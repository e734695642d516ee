//! Inference consumer loop.
//!
//! The [`InferenceRunner`] is the single consumer of the loader's batch
//! queue. It counts sentinel batches explicitly rather than relying on the
//! queue going quiet, since batches and sentinels from different workers
//! interleave in any order.
//!
//! # Outcomes
//!
//! | Situation                          | Result                          |
//! |------------------------------------|---------------------------------|
//! | all sentinels received             | `Ok(RunOutcome::Completed)`     |
//! | cancellation observed              | `Ok(RunOutcome::Cancelled)`     |
//! | engine error or result mismatch    | `Err(InferenceError::...)`      |
//! | queue closed before all sentinels  | `Err(InferenceError::WorkersLost)` |
//!
//! Tiles whose pixel read failed are dropped by the loader and simply have
//! no classification; [`RunSummary::dropped`] counts them.

mod engine;
mod error;
mod outcome;
mod runner;

pub use engine::{EngineError, InferenceEngine};
pub use error::InferenceError;
pub use outcome::{RunOutcome, RunSummary};
pub use runner::{InferenceRunner, FAILED_MESSAGE, INTERRUPTED_MESSAGE};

Assignment:
Each of the lines from the one holding "relying on the" through the final line of the entries is to be set down exactly, and no others.

Exercise solution:
//! queue. It counts sentinel batches explicitly rather than relying on the
//! queue going quiet, since batches and sentinels from different workers
//! interleave in any order.
//!
//! # Outcomes
//!
//! | Situation                          | Result                          |
//! |------------------------------------|---------------------------------|
//! | all sentinels received             | `Ok(RunOutcome::Completed)`     |
//! | cancellation observed              | `Ok(RunOutcome::Cancelled)`     |
//! | engine error or result mismatch    | `Err(InferenceError::...)`      |
//! | queue closed before all sentinels  | `Err(InferenceError::WorkersLost)` |
//!
//! Tiles whose pixel read failed are dropped by the loader and simply have
//! no classification; [`RunSummary::dropped`] counts them.

mod engine;
mod error;
mod outcome;
mod runner;

pub use engine::{EngineError, InferenceEngine};
pub use error::InferenceError;
pub use outcome::{RunOutcome, RunSummary};
pub use runner::{InferenceRunner, FAILED_MESSAGE, INTERRUPTED_MESSAGE};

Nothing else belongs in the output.